__Problem__.
All of the data below should be output exactly as given.

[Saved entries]

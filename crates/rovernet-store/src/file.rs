//! Filesystem-backed document store: one JSON file per key.

use std::fs;
use std::io;
use std::path::{Path, PathBuf};

use tracing::debug;

use crate::atomic;
use crate::collection::{Collection, StorageLayout};
use crate::dir::ensure_dir;
use crate::document::{self, Document};
use crate::error::{StoreError, StoreResult};
use crate::traits::KeyValueStore;

/// Stores each document at `<dir>/<prefix>_<key>.json`.
///
/// The directory is created lazily on the first save. Saves go through
/// [`atomic::replace`], so saves to the same key never interleave and saves
/// to different keys never block each other.
#[derive(Clone, Debug)]
pub struct FileDocumentStore {
    dir: PathBuf,
    collection: Collection,
}

impl FileDocumentStore {
    /// Create a store backed by `dir`. Nothing is touched on disk yet.
    pub fn new(dir: impl Into<PathBuf>, collection: Collection) -> Self {
        Self {
            dir: dir.into(),
            collection,
        }
    }

    /// Create a store for `collection` under the layout's data root.
    pub fn in_layout(layout: &StorageLayout, collection: Collection) -> Self {
        Self::new(layout.collection_dir(&collection), collection)
    }

    /// Backing directory of this collection.
    pub fn dir(&self) -> &Path {
        &self.dir
    }

    /// Normalize `key` and derive its file path.
    pub fn path_for(&self, key: &str) -> StoreResult<PathBuf> {
        let safe = self.collection.key_kind.normalize(key)?;
        Ok(self.dir.join(self.collection.file_name(&safe)))
    }
}

impl KeyValueStore for FileDocumentStore {
    fn collection(&self) -> &Collection {
        &self.collection
    }

    fn load(&self, key: &str) -> StoreResult<Option<Document>> {
        let path = self.path_for(key)?;

        let bytes = match fs::read(&path) {
            Ok(bytes) => bytes,
            Err(e) if e.kind() == io::ErrorKind::NotFound => {
                debug!(collection = %self.collection.name, key, "document absent");
                return Ok(None);
            }
            Err(source) => return Err(StoreError::ReadFailure { path, source }),
        };

        let document = document::decode(&path, &bytes)?;
        debug!(
            collection = %self.collection.name,
            key,
            bytes = bytes.len(),
            "loaded document"
        );
        Ok(Some(document))
    }

    fn save(&self, key: &str, document: &Document) -> StoreResult<u64> {
        let path = self.path_for(key)?;
        ensure_dir(&self.dir)?;

        let bytes = document::encode(document)?;
        let written = atomic::replace(&path, &bytes)?;

        debug!(
            collection = %self.collection.name,
            key,
            bytes = written,
            path = %path.display(),
            "saved document"
        );
        Ok(written)
    }

    fn exists(&self, key: &str) -> StoreResult<bool> {
        let path = self.path_for(key)?;
        match fs::metadata(&path) {
            Ok(meta) => Ok(meta.is_file()),
            Err(e) if e.kind() == io::ErrorKind::NotFound => Ok(false),
            Err(source) => Err(StoreError::ReadFailure { path, source }),
        }
    }
}
//! Named document collections and the on-disk layout they live in.

use std::path::{Path, PathBuf};

use serde::{Deserialize, Serialize};

use crate::key::{KeyKind, SafeKey};

/// A named partition of documents sharing a directory and file-name scheme.
#[derive(Clone, Debug, PartialEq, Eq, Serialize, Deserialize)]
pub struct Collection {
    /// Directory name under the data root, e.g. `players`.
    pub name: String,
    /// File name prefix, e.g. `player` for `player_42.json`.
    pub prefix: String,
    /// How keys in this collection are validated.
    pub key_kind: KeyKind,
}

impl Collection {
    pub fn new(name: impl Into<String>, prefix: impl Into<String>, key_kind: KeyKind) -> Self {
        Self {
            name: name.into(),
            prefix: prefix.into(),
            key_kind,
        }
    }

    /// Per-player records keyed by positive user id.
    pub fn players() -> Self {
        Self::new("players", "player", KeyKind::PositiveInteger)
    }

    /// Per-company records keyed by company id.
    pub fn companies() -> Self {
        Self::new("companies", "company", KeyKind::Text)
    }

    /// `<prefix>_<key>.json`
    pub fn file_name(&self, key: &SafeKey) -> String {
        format!("{}_{}.json", self.prefix, key)
    }
}

/// Directory layout rooted at a single data directory.
///
/// ```text
/// <data_root>/players/player_<id>.json
/// <data_root>/companies/company_<id>.json
/// <data_root>/logs/admin_logs.json
/// ```
#[derive(Clone, Debug, PartialEq, Eq, Serialize, Deserialize)]
pub struct StorageLayout {
    pub data_root: PathBuf,
}

impl StorageLayout {
    /// File name of the shared administrative log.
    pub const ADMIN_LOG_FILE: &'static str = "admin_logs.json";

    pub fn new(data_root: impl Into<PathBuf>) -> Self {
        Self {
            data_root: data_root.into(),
        }
    }

    pub fn collection_dir(&self, collection: &Collection) -> PathBuf {
        self.data_root.join(&collection.name)
    }

    pub fn logs_dir(&self) -> PathBuf {
        self.data_root.join("logs")
    }

    pub fn admin_log_path(&self) -> PathBuf {
        self.logs_dir().join(Self::ADMIN_LOG_FILE)
    }

    pub fn data_root(&self) -> &Path {
        &self.data_root
    }
}

impl Default for StorageLayout {
    fn default() -> Self {
        Self::new("data")
    }
}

__Reply to the exercise__.
filename crates/rovernet-store/src/file.rs
//! Filesystem-backed document store: one JSON file per key.

use std::fs;
use std::io;
use std::path::{Path, PathBuf};

use tracing::debug;

use crate::atomic;
use crate::collection::{Collection, StorageLayout};
use crate::dir::ensure_dir;
use crate::document::{self, Document};
use crate::error::{StoreError, StoreResult};
use crate::traits::KeyValueStore;

/// Stores each document at `<dir>/<prefix>_<key>.json`.
///
/// The directory is created lazily on the first save. Saves go through
/// [`atomic::replace`], so saves to the same key never interleave and saves
/// to different keys never block each other.
#[derive(Clone, Debug)]
pub struct FileDocumentStore {
    dir: PathBuf,
    collection: Collection,
}

impl FileDocumentStore {
    /// Create a store backed by `dir`. Nothing is touched on disk yet.
    pub fn new(dir: impl Into<PathBuf>, collection: Collection) -> Self {
        Self {
            dir: dir.into(),
            collection,
        }
    }

    /// Create a store for `collection` under the layout's data root.
    pub fn in_layout(layout: &StorageLayout, collection: Collection) -> Self {
        Self::new(layout.collection_dir(&collection), collection)
    }

    /// Backing directory of this collection.
    pub fn dir(&self) -> &Path {
        &self.dir
    }

    /// Normalize `key` and derive its file path.
    pub fn path_for(&self, key: &str) -> StoreResult<PathBuf> {
        let safe = self.collection.key_kind.normalize(key)?;
        Ok(self.dir.join(self.collection.file_name(&safe)))
    }
}

impl KeyValueStore for FileDocumentStore {
    fn collection(&self) -> &Collection {
        &self.collection
    }

    fn load(&self, key: &str) -> StoreResult<Option<Document>> {
        let path = self.path_for(key)?;

        let bytes = match fs::read(&path) {
            Ok(bytes) => bytes,
            Err(e) if e.kind() == io::ErrorKind::NotFound => {
                debug!(collection = %self.collection.name, key, "document absent");
                return Ok(None);
            }
            Err(source) => return Err(StoreError::ReadFailure { path, source }),
        };

        let document = document::decode(&path, &bytes)?;
        debug!(
            collection = %self.collection.name,
            key,
            bytes = bytes.len(),
            "loaded document"
        );
        Ok(Some(document))
    }

    fn save(&self, key: &str, document: &Document) -> StoreResult<u64> {
        let path = self.path_for(key)?;
        ensure_dir(&self.dir)?;

        let bytes = document::encode(document)?;
        let written = atomic::replace(&path, &bytes)?;

        debug!(
            collection = %self.collection.name,
            key,
            bytes = written,
            path = %path.display(),
            "saved document"
        );
        Ok(written)
    }

    fn exists(&self, key: &str) -> StoreResult<bool> {
        let path = self.path_for(key)?;
        match fs::metadata(&path) {
            Ok(meta) => Ok(meta.is_file()),
            Err(e) if e.kind() == io::ErrorKind::NotFound => Ok(false),
            Err(source) => Err(StoreError::ReadFailure { path, source }),
        }
    }
}
//! Named document collections and the on-disk layout they live in.

use std::path::{Path, PathBuf};

use serde::{Deserialize, Serialize};

use crate::key::{KeyKind, SafeKey};

/// A named partition of documents sharing a directory and file-name scheme.
#[derive(Clone, Debug, PartialEq, Eq, Serialize, Deserialize)]
pub struct Collection {
    /// Directory name under the data root, e.g. `players`.
    pub name: String,
    /// File name prefix, e.g. `player` for `player_42.json`.
    pub prefix: String,
    /// How keys in this collection are validated.
    pub key_kind: KeyKind,
}

impl Collection {
    pub fn new(name: impl Into<String>, prefix: impl Into<String>, key_kind: KeyKind) -> Self {
        Self {
            name: name.into(),
            prefix: prefix.into(),
            key_kind,
        }
    }

    /// Per-player records keyed by positive user id.
    pub fn players() -> Self {
        Self::new("players", "player", KeyKind::PositiveInteger)
    }

    /// Per-company records keyed by company id.
    pub fn companies() -> Self {
        Self::new("companies", "company", KeyKind::Text)
    }

    /// `<prefix>_<key>.json`
    pub fn file_name(&self, key: &SafeKey) -> String {
        format!("{}_{}.json", self.prefix, key)
    }
}

/// Directory layout rooted at a single data directory.
///
/// ```text
/// <data_root>/players/player_<id>.json
/// <data_root>/companies/company_<id>.json
/// <data_root>/logs/admin_logs.json
/// ```
#[derive(Clone, Debug, PartialEq, Eq, Serialize, Deserialize)]
pub struct StorageLayout {
    pub data_root: PathBuf,
}

impl StorageLayout {
    /// File name of the shared administrative log.
    pub const ADMIN_LOG_FILE: &'static str = "admin_logs.json";

    pub fn new(data_root: impl Into<PathBuf>) -> Self {
        Self {
            data_root: data_root.into(),
        }
    }

    pub fn collection_dir(&self, collection: &Collection) -> PathBuf {
        self.data_root.join(&collection.name)
    }

    pub fn logs_dir(&self) -> PathBuf {
        self.data_root.join("logs")
    }

    pub fn admin_log_path(&self) -> PathBuf {
        self.logs_dir().join(Self::ADMIN_LOG_FILE)
    }

    pub fn data_root(&self) -> &Path {
        &self.data_root
    }
}

impl Default for StorageLayout {
    fn default() -> Self {
        Self::new("data")
    }
}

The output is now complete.